**Problem details:**
All lines holding the word "WorkflowRecord" are to be copied from the records beneath.

[Saved data entries]
────────────────

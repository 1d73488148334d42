//! Human-readable formatting for sizes and progress.

const BYTE_UNITS: [&str; 5] = ["Bytes", "KB", "MB", "GB", "TB"];

/// Format a byte count with 1024-based units and up to two decimals.
///
/// Trailing zeros are dropped, so `2048` renders as `"2 KB"` and `1536`
/// as `"1.5 KB"`.
pub fn format_bytes(bytes: u64) -> String {
    if bytes == 0 {
        return "0 Bytes".to_string();
    }

    let mut value = bytes as f64;
    let mut unit = 0;
    while value >= 1024.0 && unit < BYTE_UNITS.len() - 1 {
        value /= 1024.0;
        unit += 1;
    }

    let rendered = format!("{value:.2}");
    let trimmed = rendered.trim_end_matches('0').trim_end_matches('.');
    format!("{trimmed} {}", BYTE_UNITS[unit])
}

/// Format a `[0, 1]` progress fraction as a percentage with a fixed
/// number of fractional digits.
pub fn format_progress(progress: f64, digits: usize) -> String {
    let percent = if progress.is_finite() {
        progress.clamp(0.0, 1.0) * 100.0
    } else {
        0.0
    };
    format!("{percent:.digits$}%")
}
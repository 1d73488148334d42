//! Cancellable job status polling.
//!
//! [`StatusPoller::watch`] spawns one task per job. The task fetches the
//! job immediately and then on a fixed cadence until the job finishes,
//! the service gives an answer that asking again cannot change (unknown
//! job, rejected request, unreadable snapshot), or the [`Watch`] is
//! cancelled. Only transport failures are retried.
//!
//! Only one fetch is ever outstanding for a watch. Ticks that elapse
//! while a fetch is pending are skipped, so a slow service slows the
//! watch down instead of building up a backlog of requests.

use std::sync::Arc;
use std::time::Duration;

use tokio::sync::mpsc;
use tokio::task::JoinHandle;
use tokio::time::Instant;
use tokio_util::sync::CancellationToken;

use cellflow_core::result_set::ResultSet;
use cellflow_core::workflow::{reconcile_snapshot, WorkflowRecord};

use crate::api::ServiceApiError;
use crate::config::ClientConfig;
use crate::error::ClientError;
use crate::service::WorkflowService;

/// Events buffered between the poll task and its [`Watch`].
const DEFAULT_CHANNEL_CAPACITY: usize = 16;

/// Timing for one watch.
#[derive(Debug, Clone)]
pub struct PollConfig {
    /// Delay between fetch starts.
    pub interval: Duration,
    /// Upper bound for a single fetch.
    pub request_timeout: Duration,
    pub channel_capacity: usize,
}

impl Default for PollConfig {
    fn default() -> Self {
        Self::from(&ClientConfig::default())
    }
}

impl From<&ClientConfig> for PollConfig {
    fn from(config: &ClientConfig) -> Self {
        Self {
            interval: config.poll_interval,
            request_timeout: config.request_timeout,
            channel_capacity: DEFAULT_CHANNEL_CAPACITY,
        }
    }
}

/// What a watch reports.
#[derive(Debug, Clone, PartialEq)]
pub enum PollEvent {
    /// A non-terminal snapshot.
    Snapshot(WorkflowRecord),
    /// The terminal snapshot. Nothing follows it.
    Finished(WorkflowRecord),
    /// A fetch failed but the watch keeps going.
    Retrying(ClientError),
    /// The watch stopped on an unrecoverable error.
    Fatal(ClientError),
}

impl PollEvent {
    /// `true` for events after which the watch produces nothing more.
    pub fn is_final(&self) -> bool {
        matches!(self, Self::Finished(_) | Self::Fatal(_))
    }
}

/// Follows submitted jobs until they reach a terminal status.
pub struct StatusPoller<S> {
    service: Arc<S>,
    config: PollConfig,
}

impl<S: WorkflowService + 'static> StatusPoller<S> {
    pub fn new(service: Arc<S>, config: PollConfig) -> Self {
        Self { service, config }
    }

    /// Start following `job_id`.
    ///
    /// Must be called from within a Tokio runtime.
    pub fn watch(&self, job_id: impl Into<String>) -> Watch {
        let job_id = job_id.into();
        let cancel = CancellationToken::new();
        let (tx, rx) = mpsc::channel(self.config.channel_capacity.max(1));

        tracing::info!(
            job_id = %job_id,
            interval_ms = self.config.interval.as_millis() as u64,
            "Watching workflow",
        );

        let task = tokio::spawn(run_watch(
            Arc::clone(&self.service),
            job_id.clone(),
            self.config.clone(),
            cancel.clone(),
            tx,
        ));

        Watch {
            job_id,
            cancel,
            task: Some(task),
            events: rx,
            latest: None,
        }
    }

    /// Fetch the job once, outside any watch. Backs a manual refresh.
    pub async fn fetch_once(&self, job_id: &str) -> Result<WorkflowRecord, ClientError> {
        fetch_record(self.service.as_ref(), job_id, self.config.request_timeout).await
    }
}

/// One active polling session for a single job.
///
/// Dropping the watch cancels it.
pub struct Watch {
    job_id: String,
    cancel: CancellationToken,
    task: Option<JoinHandle<()>>,
    events: mpsc::Receiver<PollEvent>,
    latest: Option<WorkflowRecord>,
}

impl Watch {
    pub fn job_id(&self) -> &str {
        &self.job_id
    }

    /// Wait for the next event.
    ///
    /// Returns `None` once the watch has finished or been cancelled.
    pub async fn next(&mut self) -> Option<PollEvent> {
        if self.cancel.is_cancelled() {
            self.cancel();
            return None;
        }

        let event = tokio::select! {
            biased;
            _ = self.cancel.cancelled() => None,
            event = self.events.recv() => event,
        };

        match event {
            Some(event) => {
                if let PollEvent::Snapshot(record) | PollEvent::Finished(record) = &event {
                    self.latest = Some(record.clone());
                }
                Some(event)
            }
            None => {
                if self.cancel.is_cancelled() {
                    self.cancel();
                }
                None
            }
        }
    }

    /// Stop the watch. Idempotent.
    ///
    /// An in-flight fetch is abandoned and buffered events are discarded.
    pub fn cancel(&mut self) {
        self.cancel.cancel();
        if let Some(task) = self.task.take() {
            task.abort();
            tracing::debug!(job_id = %self.job_id, "Watch cancelled");
        }
        self.events.close();
        while self.events.try_recv().is_ok() {}
    }

    pub fn is_cancelled(&self) -> bool {
        self.cancel.is_cancelled()
    }

    /// A token that cancels this watch from elsewhere, e.g. a signal handler.
    pub fn cancel_handle(&self) -> CancellationToken {
        self.cancel.clone()
    }

    /// The most recent snapshot delivered by [`Watch::next`].
    pub fn latest(&self) -> Option<&WorkflowRecord> {
        self.latest.as_ref()
    }

    /// Results of the most recent snapshot, rebuilt from scratch and
    /// referenced under the watched job id.
    pub fn result_set(&self) -> Option<ResultSet> {
        self.latest
            .as_ref()
            .map(|record| ResultSet::for_job(self.job_id.as_str(), record))
    }
}

impl Drop for Watch {
    fn drop(&mut self) {
        self.cancel.cancel();
        if let Some(task) = self.task.take() {
            task.abort();
        }
    }
}

// ---- poll task ----

async fn run_watch<S: WorkflowService + ?Sized>(
    service: Arc<S>,
    job_id: String,
    config: PollConfig,
    cancel: CancellationToken,
    tx: mpsc::Sender<PollEvent>,
) {
    let mut previous: Option<WorkflowRecord> = None;
    let mut tick = Instant::now();

    loop {
        let outcome = tokio::select! {
            biased;
            _ = cancel.cancelled() => break,
            outcome = fetch_record(service.as_ref(), &job_id, config.request_timeout) => outcome,
        };

        let event = match outcome {
            Ok(record) => match reconcile_snapshot(previous.as_ref(), record) {
                Ok(record) => {
                    previous = Some(record.clone());
                    if record.is_terminal() {
                        tracing::info!(
                            job_id = %job_id,
                            status = %record.status,
                            "Workflow reached a terminal status",
                        );
                        Some(PollEvent::Finished(record))
                    } else {
                        Some(PollEvent::Snapshot(record))
                    }
                }
                Err(e) => {
                    tracing::warn!(job_id = %job_id, error = %e, "Dropping out-of-order snapshot");
                    None
                }
            },
            Err(e @ ClientError::JobNotFound(_)) => {
                tracing::warn!(job_id = %job_id, "Workflow not found, stopping watch");
                Some(PollEvent::Fatal(e))
            }
            Err(e) if !e.is_retryable() => {
                tracing::error!(job_id = %job_id, error = %e, "Unusable status reply, stopping watch");
                Some(PollEvent::Fatal(e))
            }
            Err(e) => {
                tracing::warn!(job_id = %job_id, error = %e, "Status fetch failed, will retry");
                Some(PollEvent::Retrying(e))
            }
        };

        if let Some(event) = event {
            let stop = event.is_final();
            let delivered = tokio::select! {
                biased;
                _ = cancel.cancelled() => false,
                sent = tx.send(event) => sent.is_ok(),
            };
            if !delivered || stop {
                break;
            }
        }

        tick = next_tick_after(tick, config.interval, Instant::now());
        tokio::select! {
            biased;
            _ = cancel.cancelled() => break,
            _ = tokio::time::sleep_until(tick) => {}
        }
    }

    tracing::debug!(job_id = %job_id, "Poll task stopped");
}

async fn fetch_record<S: WorkflowService + ?Sized>(
    service: &S,
    job_id: &str,
    timeout: Duration,
) -> Result<WorkflowRecord, ClientError> {
    match tokio::time::timeout(timeout, service.fetch_workflow(job_id)).await {
        Ok(Ok(record)) => Ok(record),
        Ok(Err(e)) => Err(poll_error(job_id, e)),
        Err(_) => Err(ClientError::Transport(format!(
            "status request timed out after {}ms",
            timeout.as_millis()
        ))),
    }
}

fn poll_error(job_id: &str, err: ServiceApiError) -> ClientError {
    if err.is_not_found() {
        return ClientError::JobNotFound(job_id.to_string());
    }
    match err {
        ServiceApiError::Decode(msg) => ClientError::ServiceRejected(msg),
        e @ ServiceApiError::Status { .. } if !e.is_server_error() => {
            ClientError::ServiceRejected(e.to_string())
        }
        e => ClientError::Transport(e.to_string()),
    }
}

/// The first tick of the `last + k * period` schedule that is not
/// already in the past.
fn next_tick_after(last: Instant, period: Duration, now: Instant) -> Instant {
    let mut next = last + period;
    if period.is_zero() {
        return next.max(now);
    }
    while next < now {
        next += period;
    }
    next
}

────────────────

**Solution:**
use cellflow_core::workflow::{reconcile_snapshot, WorkflowRecord};
    Snapshot(WorkflowRecord),
    Finished(WorkflowRecord),
    pub async fn fetch_once(&self, job_id: &str) -> Result<WorkflowRecord, ClientError> {
    latest: Option<WorkflowRecord>,
    pub fn latest(&self) -> Option<&WorkflowRecord> {
    let mut previous: Option<WorkflowRecord> = None;
) -> Result<WorkflowRecord, ClientError> {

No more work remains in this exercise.